Я прожил в семье мастера Хью в Балтиморе семь лет, в течение которых — как говорят составители альманахов о погоде — мое положение было переменчивым. Самой интересной особенностью моей истории здесь было то, что я научился читать и писать в условиях весьма заметных трудностей. Добиваясь этих знаний, я был вынужден прибегать к обходным путям, вовсе не свойственным моей натуре и поистине унизительным для меня. Моя хозяйка, которая, как читатель уже видел, начала было обучать меня, внезапно столкнулась с решительным запретом и строгим советом своего мужа. Верно исполняя этот совет, добрая женщина не только сама перестала меня учить, но и воспротивилась любым попыткам научить меня читать. Однако следует отдать должное моей хозяйке: она не сразу приняла столь суровые меры. Она либо считала это излишним, либо ей не хватало той испорченности, которая была необходима для того, чтобы запереть меня в умственном мраке. По меньшей мере, ей требовалось определенное обучение и закалка в осуществлении прерогатив рабовладельца, чтобы отрешиться от моей человеческой природы и характера и начать обращаться со мной как с вещью, лишенной морального или интеллектуального начала. Миссис Олд — моя хозяйка — была, как я уже говорил, добрейшей и нежнейшей женщиной; и в простоте своего сердца и душевной доброте она с самого начала моего появления у нее решила относиться ко мне так, как, по ее мнению, один человек должен относиться к другому.

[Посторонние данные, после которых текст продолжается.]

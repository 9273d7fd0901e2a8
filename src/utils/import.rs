//! Roster import from CSV.
//!
//! Spreadsheets arrive with headers like "REG NO" / "Reg No" / "Roll
//! Number", so columns are resolved by case-insensitive substring
//! match on the header row rather than exact names.

use std::io::Read;

use csv::StringRecord;

use crate::error::ApiError;
use crate::model::student::Student;

pub const DEFAULT_DEPARTMENT: &str = "CSE - C";

fn find_column(headers: &StringRecord, needle: &str) -> Option<usize> {
    headers
        .iter()
        .position(|header| header.to_lowercase().contains(needle))
}

/// Parse a roster sheet. Rows without a roll number are skipped; the
/// department column is optional and defaults. Output is sorted by
/// roll number.
pub fn students_from_csv<R: Read>(reader: R) -> Result<Vec<Student>, ApiError> {
    let mut rdr = csv::Reader::from_reader(reader);

    let headers = rdr
        .headers()
        .map_err(|e| ApiError::validation(format!("Unreadable CSV header row: {e}")))?
        .clone();

    let roll_idx = find_column(&headers, "reg")
        .or_else(|| find_column(&headers, "roll"))
        .ok_or_else(|| ApiError::validation("No roll number column found (expected a header containing 'reg' or 'roll')"))?;
    let name_idx = find_column(&headers, "name")
        .ok_or_else(|| ApiError::validation("No name column found (expected a header containing 'name')"))?;
    let dept_idx = find_column(&headers, "dept");

    let mut students = Vec::new();
    for row in rdr.records() {
        let row = row.map_err(|e| ApiError::validation(format!("Unreadable CSV row: {e}")))?;

        let roll_no = row.get(roll_idx).unwrap_or("").trim();
        if roll_no.is_empty() {
            continue;
        }

        let name = match row.get(name_idx).map(str::trim) {
            Some(name) if !name.is_empty() => name,
            _ => "Unknown",
        };
        let department = dept_idx
            .and_then(|idx| row.get(idx))
            .map(str::trim)
            .filter(|dept| !dept.is_empty())
            .unwrap_or(DEFAULT_DEPARTMENT);

        students.push(Student {
            roll_no: roll_no.to_string(),
            name: name.to_string(),
            department: department.to_string(),
        });
    }

    students.sort_by(|a, b| a.roll_no.cmp(&b.roll_no));
    Ok(students)
}
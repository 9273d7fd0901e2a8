pub mod attendance;
pub mod roster;
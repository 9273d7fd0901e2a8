use serde::{Deserialize, Serialize};
use strum::{Display, EnumString};
use utoipa::ToSchema;

/// Per-student status within one day's record.
#[derive(
    Debug, Clone, Copy, PartialEq, Eq, Serialize, Deserialize, Display, EnumString, ToSchema,
)]
pub enum AttendanceStatus {
    Present,
    Absent,
}

/// One student's row inside an [`AttendanceRecord`]. The name is a
/// snapshot taken at save time; there is no foreign key back to the
/// roster, and later roster edits never rewrite historical entries.
#[derive(Debug, Clone, PartialEq, Eq, Serialize, Deserialize, ToSchema)]
#[serde(rename_all = "camelCase")]
pub struct StatusEntry {
    #[schema(example = "101")]
    pub roll_no: String,

    #[schema(example = "Alice Johnson")]
    pub name: String,

    pub status: AttendanceStatus,
}

/// The full entry list for one calendar date. Unique per date; saves
/// replace the whole list (last write wins).
#[derive(Debug, Clone, PartialEq, Eq, Serialize, Deserialize, ToSchema)]
pub struct AttendanceRecord {
    #[schema(example = "2024-01-15", format = "date", value_type = String)]
    pub date: String,

    pub entries: Vec<StatusEntry>,
}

Нетрудно понять, что для вступления в обязанности рабовладельца требуется определенный опыт. Природа почти ничего не сделала для того, чтобы подготовить мужчин и женщин быть рабами или рабовладельцами. Только суровая, долго поддерживаемая дисциплина способна довести до совершенства характер тех или других. Человек не может легко разучиться любить свободу; и столь же трудно перестать уважать эту естественную любовь в наших ближних. Вступая на путь хозяйки-рабовладелицы, миссис Олд обнаружила поразительную неподготовленность; природа, которая никого не наделяет способностями к такой роли, дала ей меньше, чем любой другой известной мне даме. Было совсем непросто заставить ее думать и чувствовать, что кудрявый мальчик, стоявший рядом с ней и даже опиравшийся на ее колени, которого любил маленький Томми и который в ответ любил маленького Томми, состоял с ней лишь в отношении движимого имущества. Я был большим, чем это, и она чувствовала, что я больше, чем это. Я мог говорить и петь; я мог смеяться и плакать; я мог мыслить и помнить; я мог любить и ненавидеть. Я был человеком, и она, дорогая женщина, знала и чувствовала это. Как же тогда она могла обращаться со мной как с животным без жестокой борьбы со всеми благородными силами собственной души? Эта борьба произошла, и воля и власть мужа одержали верх. Ее благородная душа была повержена; но тот, кто поверг ее, сам не избежал последствий. Он не меньше других пострадал в своем семейном мире от этого падения.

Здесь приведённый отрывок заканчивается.